1. Change that dynamic. You have to fish the bays when conditions are good in order to have any chance of success.

2. Use live bait. Shrimp are just fine. Croakers are better this time of year, but only a little bit when fished properly.

3. Get a good fishing map and study it. Don't try to learn the whole bay system, but a small portion of it where you intend to do most of your fishing.

4. Get the Wells Fishing Forecast if it's still around. It's remarkably accurate when it comes to predicting the best fishing days and times, especially considering the weather has such an effect. But with anywhere near normal winds, it's going to be pretty close.

5. Get up early. Fish and most other wildlife are most active early and late. If you can't get out early, stay late. Be sure your lights and your GPS work - safety first.

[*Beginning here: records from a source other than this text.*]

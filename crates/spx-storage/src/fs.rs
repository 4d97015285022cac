use std::io::ErrorKind;
use std::path::{Path, PathBuf};
use std::sync::atomic::{AtomicU64, Ordering};

use tokio::fs;

use crate::{KvStore, Result, StorageError};

/// Filesystem-backed [`KvStore`].
///
/// Layout: `<root>/<namespace>/<key>`, with both components percent-encoded so path-like keys
/// map to a single flat file. Values are written to a sibling temp file and renamed into place,
/// so readers observe either the old or the new value.
#[derive(Debug)]
pub struct FsStore {
    root: PathBuf,
    tmp_counter: AtomicU64,
}

impl FsStore {
    pub fn new(root: impl Into<PathBuf>) -> Self {
        Self {
            root: root.into(),
            tmp_counter: AtomicU64::new(0),
        }
    }

    pub fn root(&self) -> &Path {
        &self.root
    }

    fn namespace_dir(&self, namespace: &str) -> Result<PathBuf> {
        Ok(self.root.join(encode_component(namespace)?))
    }

    fn key_path(&self, namespace: &str, key: &str) -> Result<PathBuf> {
        Ok(self.namespace_dir(namespace)?.join(encode_component(key)?))
    }
}

#[async_trait::async_trait]
impl KvStore for FsStore {
    async fn get(&self, namespace: &str, key: &str) -> Result<Option<Vec<u8>>> {
        let path = self.key_path(namespace, key)?;
        match fs::read(&path).await {
            Ok(bytes) => Ok(Some(bytes)),
            Err(err) if err.kind() == ErrorKind::NotFound => Ok(None),
            Err(err) => Err(StorageError::Io(err)),
        }
    }

    async fn put(&self, namespace: &str, key: &str, value: &[u8]) -> Result<()> {
        let dir = self.namespace_dir(namespace)?;
        let path = dir.join(encode_component(key)?);
        fs::create_dir_all(&dir).await?;

        let n = self.tmp_counter.fetch_add(1, Ordering::Relaxed);
        let tmp = dir.join(format!(".tmp-{}-{n}", std::process::id()));
        if let Err(err) = fs::write(&tmp, value).await {
            let _ = fs::remove_file(&tmp).await;
            return Err(err.into());
        }
        if let Err(err) = fs::rename(&tmp, &path).await {
            let _ = fs::remove_file(&tmp).await;
            return Err(err.into());
        }
        Ok(())
    }

    async fn delete_namespace(&self, namespace: &str) -> Result<()> {
        let dir = self.namespace_dir(namespace)?;
        match fs::remove_dir_all(&dir).await {
            Ok(()) => {
                tracing::debug!(namespace, "deleted namespace");
                Ok(())
            }
            Err(err) if err.kind() == ErrorKind::NotFound => Ok(()),
            Err(err) => Err(err.into()),
        }
    }
}

/// Percent-encodes everything except ASCII alphanumerics, `-` and `_`.
///
/// Encoding `.` keeps `.`/`..` and the store's own `.tmp-*` files out of the key space.
fn encode_component(raw: &str) -> Result<String> {
    if raw.is_empty() {
        return Err(StorageError::InvalidKey(raw.to_string()));
    }
    let mut out = String::with_capacity(raw.len());
    for b in raw.bytes() {
        if b.is_ascii_alphanumeric() || b == b'-' || b == b'_' {
            out.push(b as char);
        } else {
            out.push_str(&format!("%{b:02X}"));
        }
    }
    Ok(out)
}
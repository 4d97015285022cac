use std::num::NonZeroUsize;
use std::sync::{Mutex, MutexGuard};

use lru::LruCache;

use crate::{KvStore, Result, StorageError};

#[derive(Clone, Copy, Debug, Default, PartialEq, Eq)]
pub struct CachedStoreStats {
    pub hits: u64,
    pub misses: u64,
    pub invalidations: u64,
}

struct Inner {
    lru: LruCache<(String, String), Vec<u8>>,
    stats: CachedStoreStats,
}

/// Write-through LRU cache in front of a [`KvStore`].
///
/// Engine assets are tens of megabytes and are read once per engine start, so the cache is
/// bounded by entry count rather than bytes; keep `max_entries` small.
pub struct CachedStore<S> {
    inner: S,
    cache: Mutex<Inner>,
}

impl<S: KvStore> CachedStore<S> {
    pub fn new(inner: S, max_entries: usize) -> Result<Self> {
        let max_entries = NonZeroUsize::new(max_entries)
            .ok_or(StorageError::InvalidConfig("max_entries must be > 0"))?;
        Ok(Self {
            inner,
            cache: Mutex::new(Inner {
                lru: LruCache::new(max_entries),
                stats: CachedStoreStats::default(),
            }),
        })
    }

    pub fn stats(&self) -> CachedStoreStats {
        self.lock().stats
    }

    pub fn inner(&self) -> &S {
        &self.inner
    }

    pub fn into_inner(self) -> S {
        self.inner
    }

    fn lock(&self) -> MutexGuard<'_, Inner> {
        match self.cache.lock() {
            Ok(guard) => guard,
            Err(poisoned) => poisoned.into_inner(),
        }
    }
}

#[cfg_attr(not(target_arch = "wasm32"), async_trait::async_trait)]
#[cfg_attr(target_arch = "wasm32", async_trait::async_trait(?Send))]
impl<S: KvStore> KvStore for CachedStore<S> {
    async fn get(&self, namespace: &str, key: &str) -> Result<Option<Vec<u8>>> {
        let cache_key = (namespace.to_string(), key.to_string());
        {
            let mut guard = self.lock();
            let hit = guard.lru.get(&cache_key).cloned();
            if let Some(value) = hit {
                guard.stats.hits += 1;
                return Ok(Some(value));
            }
            guard.stats.misses += 1;
        }

        let value = self.inner.get(namespace, key).await?;
        if let Some(value) = &value {
            self.lock().lru.put(cache_key, value.clone());
        }
        Ok(value)
    }

    async fn put(&self, namespace: &str, key: &str, value: &[u8]) -> Result<()> {
        let cache_key = (namespace.to_string(), key.to_string());
        // Drop the stale entry first so a failed write cannot leave it behind.
        self.lock().lru.pop(&cache_key);
        self.inner.put(namespace, key, value).await?;
        self.lock().lru.put(cache_key, value.to_vec());
        Ok(())
    }

    async fn delete_namespace(&self, namespace: &str) -> Result<()> {
        {
            let mut guard = self.lock();
            let stale: Vec<_> = guard
                .lru
                .iter()
                .filter(|((ns, _), _)| ns == namespace)
                .map(|(k, _)| k.clone())
                .collect();
            for k in &stale {
                guard.lru.pop(k);
            }
            guard.stats.invalidations += stale.len() as u64;
        }
        self.inner.delete_namespace(namespace).await
    }
}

6. Get a good fishing map, like a HOTSPOT, with GPS coordinates and study it. Most of the good "secret" spots in the Galveston Bay System are not secret any more and the well known ones are noted on these maps.

7. Armed with map, forecast, and GPS, PLAN your fishing time, or rather, your fish finding time. Plan your route and hit places that look like they might hold fish (reefs, cuts, marsh drains, etc.,) that are on or nearby your planned route. Watch your depthfinder as much as possible while traveling. If you see uncharted hard bottom, lots of bait, or several fish arches, fish the spot or mark it and fish it on the way back.

The above should help you maximize your effort. If it sounds like a PITA, well, it is, but with your limited time you need to make the most of it.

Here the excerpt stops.